The rich make the people poor
The question has probably accompanied mankind since the first coins were minted thousands of years ago: Does money make people happy? Research has already given many answers to this big question, most of which can be condensed into the formula "Yes, but". Now Paul Piff and Jake Moskowitz from the University of California at Irvine are daring the big question of money and happiness and are bidding in the trade journal emotion a fresh solution.
According to this, rich people are not necessarily happier than less wealthy people - but the happiness of the upper class differs from that of the less affluent classes. If you earn a lot of money, you feel above all good feelings that are directed towards your own self. This happiness ignites in the ego. If, on the other hand, the sum on the salary slip is less generous, social relationships and turning to other people donate happiness and satisfaction, the researchers report.
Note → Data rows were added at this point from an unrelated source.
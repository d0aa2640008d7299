//! Point store and output sink configuration.

use std::path::PathBuf;
use std::time::Duration;

use serde::{Deserialize, Serialize};

use crate::application::ports::PartitionGranularity;

/// Point store configuration.
#[derive(Debug, Clone, Serialize, Deserialize)]
pub struct StorageConfig {
    /// Deadline for each store, transport and sink call, in milliseconds.
    #[serde(default = "default_operation_timeout_ms")]
    pub operation_timeout_ms: u64,
}

impl Default for StorageConfig {
    fn default() -> Self {
        Self {
            operation_timeout_ms: default_operation_timeout_ms(),
        }
    }
}

impl StorageConfig {
    /// Operation timeout as a `Duration`.
    #[must_use]
    pub const fn operation_timeout(&self) -> Duration {
        Duration::from_millis(self.operation_timeout_ms)
    }
}

/// Output sink configuration.
#[derive(Debug, Clone, Serialize, Deserialize)]
pub struct OutputConfig {
    /// Root directory of the partitioned output.
    #[serde(default = "default_root_dir")]
    pub root_dir: PathBuf,
    /// Partition granularity (`hour` or `day`).
    #[serde(default)]
    pub granularity: PartitionGranularity,
}

impl Default for OutputConfig {
    fn default() -> Self {
        Self {
            root_dir: default_root_dir(),
            granularity: PartitionGranularity::default(),
        }
    }
}

const fn default_operation_timeout_ms() -> u64 {
    5_000
}

fn default_root_dir() -> PathBuf {
    PathBuf::from("data/aggregates")
}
Happiness cannot be bought, that is obvious. But of course prosperity makes life a lot easier. Above all, being poor means feeling stress and fear. Will there be enough money for the rent this month? Is the job safe? It sounds plausible what other researchers have said in the past: up to a certain annual income there is a linear relationship between money and happiness. But if the basic material needs can be financed, the salary development is decoupled from the happiness level. And, in the light of the results of Piff and Moskowitz, it must be said that it is also changing What the good thing in life is.
"I feel good about being there for others"
The two psychologists evaluated a representative sample of the US population of 1519 participants. On the one hand, the scientists asked about the household income of the test subjects, and on the other, they split the concept of happiness into its individual parts for analysis. According to the researchers, this consists of seven different emotions, namely pleasure, awe, compassion, contentment, enthusiasm, love and pride. In order to make these individual dimensions of happiness measurable, Piff and Moskowitz asked their test subjects to comment on statements such as "Being there for others makes me feel good".
Wealthy participants were more likely to experience feelings of satisfaction and pride in their daily lives. Lower-income participants were more likely to feel empathy, love, and awe on record. "Rich people draw good feelings from their individual success and status," says Piff. The happiness felt on lower rungs of the social ladder also results from necessity. Those who tend to live in precarious circumstances are also more dependent on their fellow human beings. And to make a virtue out of this necessity is not the worst idea. "This shows that less well-off people have found a strategy to find meaning, joy and happiness in their lives despite adverse circumstances," says Piff.